The advancements in modern medicine have been colossal during my lifetime. It seems every time you turn on the TV there’s another commercial where either Yale-New Haven or Hartford Healthcare are touting some miraculous new breakthrough. I think I saw one a while ago where a guy got hip replacement surgery on a Wednesday and then danced with his daughter at her wedding on Saturday. (I’m pretty sure he wasn’t break dancing, because if he had tried to break dance with his new hip, the word “break” would’ve been more than ironic.)

I wonder why my original doctor, back in 2007, was so certain a major advancement in gastroenterology would’ve occurred by now. I hope those brilliant medical equipment research scientists didn’t redirect their talents and skills to inventing something more flashy and lucrative, like video games or A.I. software. 
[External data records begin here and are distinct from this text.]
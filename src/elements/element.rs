//! Isoparametric quadrilateral element shared by Quad4 and Quad8
//!
//! An element owns snapshots of its nodes and walks through a fixed sequence
//! of stages:
//!
//! ```text
//! Built -> StiffnessComputed -> StrainComputed -> StressComputed -> NodalStressComputed
//! ```
//!
//! Each computation requires the previous stage. Calling one early returns
//! [`FEMError::OutOfOrderCall`] instead of silently skipping. Re-running an
//! earlier stage discards everything computed after it.

use serde::{Deserialize, Serialize};

use super::{ElementKind, GaussPoint, Material, NodeSnapshot};
use crate::error::{FEMError, FEMResult};
use crate::math::{Mat, Mat2, Mat3, Vec as FEVec, Vec3};

/// Progress of an element through the stress recovery pipeline
#[derive(Debug, Clone, Copy, PartialEq, Eq, PartialOrd, Ord, Hash, Serialize, Deserialize)]
pub enum ElementStage {
    Built,
    StiffnessComputed,
    StrainComputed,
    StressComputed,
    NodalStressComputed,
}

/// A 4- or 8-node plane quadrilateral
#[derive(Debug, Clone)]
pub struct Element {
    /// 1-based element number
    pub number: usize,
    kind: ElementKind,
    nodes: std::vec::Vec<NodeSnapshot>,
    material_number: usize,
    material: Material,
    gauss_points: std::vec::Vec<GaussPoint>,
    stage: ElementStage,

    constitutive: Mat3,
    strain_displacement: std::vec::Vec<Mat>,
    jacobian_determinants: std::vec::Vec<f64>,
    strains: std::vec::Vec<Vec3>,
    stresses: std::vec::Vec<Vec3>,
    nodal_stresses: std::vec::Vec<Vec3>,
}

impl Element {
    /// Build an element from node snapshots in natural-coordinate order
    pub fn new(
        number: usize,
        kind: ElementKind,
        nodes: std::vec::Vec<NodeSnapshot>,
        material_number: usize,
        material: Material,
    ) -> FEMResult<Self> {
        if nodes.len() != kind.node_count() {
            return Err(FEMError::DimensionMismatch {
                context: format!("{kind} element {number} node list"),
                expected: kind.node_count(),
                found: nodes.len(),
            });
        }

        Ok(Self {
            number,
            kind,
            nodes,
            material_number,
            material,
            gauss_points: kind.gauss_points(),
            stage: ElementStage::Built,
            constitutive: Mat3::zeros(),
            strain_displacement: std::vec::Vec::new(),
            jacobian_determinants: std::vec::Vec::new(),
            strains: std::vec::Vec::new(),
            stresses: std::vec::Vec::new(),
            nodal_stresses: std::vec::Vec::new(),
        })
    }

    pub fn kind(&self) -> ElementKind {
        self.kind
    }

    pub fn stage(&self) -> ElementStage {
        self.stage
    }

    /// Node snapshots in natural-coordinate order
    pub fn nodes(&self) -> &[NodeSnapshot] {
        &self.nodes
    }

    /// 1-based number of the material this element was built with
    pub fn material_number(&self) -> usize {
        self.material_number
    }

    pub fn material(&self) -> &Material {
        &self.material
    }

    pub fn node_count(&self) -> usize {
        self.nodes.len()
    }

    pub fn dof_count(&self) -> usize {
        2 * self.nodes.len()
    }

    pub fn gauss_points(&self) -> &[GaussPoint] {
        &self.gauss_points
    }

    /// Constitutive matrix, available once the stiffness has been computed
    pub fn constitutive_matrix(&self) -> Option<&Mat3> {
        (self.stage >= ElementStage::StiffnessComputed).then_some(&self.constitutive)
    }

    /// Strain-displacement matrices per integration point
    pub fn strain_displacement(&self) -> &[Mat] {
        &self.strain_displacement
    }

    /// det(J) per integration point
    pub fn jacobian_determinants(&self) -> &[f64] {
        &self.jacobian_determinants
    }

    /// Strain (εx, εy, γxy) per integration point
    pub fn strains(&self) -> &[Vec3] {
        &self.strains
    }

    /// Stress (σx, σy, τxy) per integration point
    pub fn stresses(&self) -> &[Vec3] {
        &self.stresses
    }

    /// Extrapolated stress per node, in node order
    pub fn nodal_stresses(&self) -> &[Vec3] {
        &self.nodal_stresses
    }

    /// Global DOF indices of this element in local DOF order
    pub fn dof_indices(&self) -> std::vec::Vec<usize> {
        self.nodes
            .iter()
            .flat_map(|n| [2 * (n.number - 1), 2 * (n.number - 1) + 1])
            .collect()
    }

    /// Pick this element's displacements out of a global vector
    pub fn gather_displacement(&self, global: &FEVec) -> FEMResult<FEVec> {
        let dofs = self.dof_indices();
        if let Some(&max) = dofs.iter().max() {
            if max >= global.len() {
                return Err(FEMError::DimensionMismatch {
                    context: format!("global displacement vector for element {}", self.number),
                    expected: max + 1,
                    found: global.len(),
                });
            }
        }
        Ok(FEVec::from_iterator(dofs.len(), dofs.iter().map(|&d| global[d])))
    }

    /// Physical position of each integration point
    pub fn integration_point_positions(&self) -> std::vec::Vec<[f64; 2]> {
        self.gauss_points
            .iter()
            .map(|p| {
                let n = self.kind.shape_functions(p.xi, p.eta);
                n.iter().zip(&self.nodes).fold([0.0, 0.0], |acc, (ni, node)| {
                    [acc[0] + ni * node.x, acc[1] + ni * node.y]
                })
            })
            .collect()
    }

    /// Jacobian J = Σ [dNi/dξ; dNi/dη] ⊗ (xi, yi)
    fn jacobian(&self, derivatives: &[[f64; 2]]) -> Mat2 {
        let mut j = Mat2::zeros();
        for (d, node) in derivatives.iter().zip(&self.nodes) {
            j[(0, 0)] += d[0] * node.x;
            j[(0, 1)] += d[0] * node.y;
            j[(1, 0)] += d[1] * node.x;
            j[(1, 1)] += d[1] * node.y;
        }
        j
    }

    /// B matrix and det(J) at one integration point
    fn strain_displacement_at(&self, index: usize, point: &GaussPoint) -> FEMResult<(Mat, f64)> {
        let derivatives = self.kind.natural_derivatives(point.xi, point.eta);
        let j = self.jacobian(&derivatives);

        let det = j.determinant();
        if det <= 0.0 || !det.is_finite() {
            return Err(FEMError::SingularJacobian {
                element: self.number,
                point: index,
                determinant: det,
            });
        }

        #[rustfmt::skip]
        let j_inv = Mat2::new(
             j[(1, 1)] / det, -j[(0, 1)] / det,
            -j[(1, 0)] / det,  j[(0, 0)] / det,
        );

        let mut b = Mat::zeros(3, self.dof_count());
        for (i, d) in derivatives.iter().enumerate() {
            let dndx = j_inv[(0, 0)] * d[0] + j_inv[(0, 1)] * d[1];
            let dndy = j_inv[(1, 0)] * d[0] + j_inv[(1, 1)] * d[1];

            b[(0, 2 * i)] = dndx;
            b[(1, 2 * i + 1)] = dndy;
            b[(2, 2 * i)] = dndy;
            b[(2, 2 * i + 1)] = dndx;
        }

        Ok((b, det))
    }

    /// Compute the element stiffness matrix
    ///
    /// Ke = Σ t · wi · wj · det(J) · Bᵀ D B over the integration points.
    /// Stores D, B and det(J) for the later stress recovery stages.
    pub fn compute_stiffness(&mut self) -> FEMResult<Mat> {
        let d = self.material.constitutive_matrix(self.number)?;
        let d_dyn = Mat::from_iterator(3, 3, d.iter().copied());

        let n_points = self.gauss_points.len();
        let mut b_matrices = std::vec::Vec::with_capacity(n_points);
        let mut determinants = std::vec::Vec::with_capacity(n_points);
        let mut ke = Mat::zeros(self.dof_count(), self.dof_count());

        for (i, point) in self.gauss_points.iter().enumerate() {
            let (b, det) = self.strain_displacement_at(i, point)?;
            let coef = self.material.thickness * point.wi * point.wj * det;
            ke += (b.transpose() * &d_dyn * &b) * coef;
            b_matrices.push(b);
            determinants.push(det);
        }

        self.constitutive = d;
        self.strain_displacement = b_matrices;
        self.jacobian_determinants = determinants;
        self.strains.clear();
        self.stresses.clear();
        self.nodal_stresses.clear();
        self.stage = ElementStage::StiffnessComputed;

        Ok(ke)
    }

    fn require(&self, stage: ElementStage, operation: &'static str) -> FEMResult<()> {
        if self.stage < stage {
            return Err(FEMError::OutOfOrderCall {
                element: self.number,
                operation,
                stage: self.stage,
            });
        }
        Ok(())
    }

    /// Integration point strains ε = B · u from the element displacement vector
    pub fn compute_strain(&mut self, displacement: &FEVec) -> FEMResult<()> {
        self.require(ElementStage::StiffnessComputed, "compute_strain")?;
        if displacement.len() != self.dof_count() {
            return Err(FEMError::DimensionMismatch {
                context: format!("element {} displacement vector", self.number),
                expected: self.dof_count(),
                found: displacement.len(),
            });
        }

        self.strains = self
            .strain_displacement
            .iter()
            .map(|b| {
                let e = b * displacement;
                Vec3::new(e[0], e[1], e[2])
            })
            .collect();
        self.stresses.clear();
        self.nodal_stresses.clear();
        self.stage = ElementStage::StrainComputed;
        Ok(())
    }

    /// Integration point stresses σ = D · ε
    pub fn compute_stress(&mut self) -> FEMResult<()> {
        self.require(ElementStage::StrainComputed, "compute_stress")?;

        self.stresses = self.strains.iter().map(|e| self.constitutive * e).collect();
        self.nodal_stresses.clear();
        self.stage = ElementStage::StressComputed;
        Ok(())
    }

    /// Mean stress over all integration points
    pub fn average_stress(&self) -> FEMResult<Vec3> {
        self.require(ElementStage::StressComputed, "average_stress")?;
        let sum = self.stresses.iter().fold(Vec3::zeros(), |acc, s| acc + s);
        Ok(sum / self.stresses.len() as f64)
    }

    /// Extrapolate integration point stress to the nodes
    ///
    /// node_k = avg + cof · (σ[map[k]] - avg), with the per-kind map and
    /// coefficient from the element formulation.
    pub fn compute_nodal_stress(&mut self) -> FEMResult<()> {
        self.require(ElementStage::StressComputed, "compute_nodal_stress")?;

        let average = self.average_stress()?;
        let cof = self.kind.extrapolation_coefficient();

        self.nodal_stresses = self
            .kind
            .extrapolation_map()
            .iter()
            .map(|&p| average + (self.stresses[p] - average) * cof)
            .collect();
        self.stage = ElementStage::NodalStressComputed;
        Ok(())
    }

    /// Copy of this element with every node moved by `scale` times its
    /// displacement in the global vector.
    ///
    /// The copy starts over at [`ElementStage::Built`]; this element is not
    /// touched.
    pub fn deformed_copy(&self, displacement: &FEVec, scale: f64) -> FEMResult<Element> {
        let local = self.gather_displacement(displacement)?;
        let nodes = self
            .nodes
            .iter()
            .enumerate()
            .map(|(i, n)| NodeSnapshot {
                x: n.x + scale * local[2 * i],
                y: n.y + scale * local[2 * i + 1],
                ..*n
            })
            .collect();
        Element::new(self.number, self.kind, nodes, self.material_number, self.material)
    }
}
Before I conclude, I want to be serious for a moment — so pay attention, because seriousness only occurs in this column about once every eleventeen months. When your general practitioner doctor tells you it’s time to get a colonoscopy, your initial reaction might be one of three things: offer some 6th grade level wisecrack regarding body parts that ought not be mentioned in polite society; scrunch your nose and say, “Eww!”; or stick your fingers in your ears and repeatedly yell, “I can’t hear you!” Please, I’m begging you: make the appointment. The procedure is really not bad at all, and if they remove some polyps that were on the verge of turning into colon cancer, you will be absolutely thrilled. Trust me.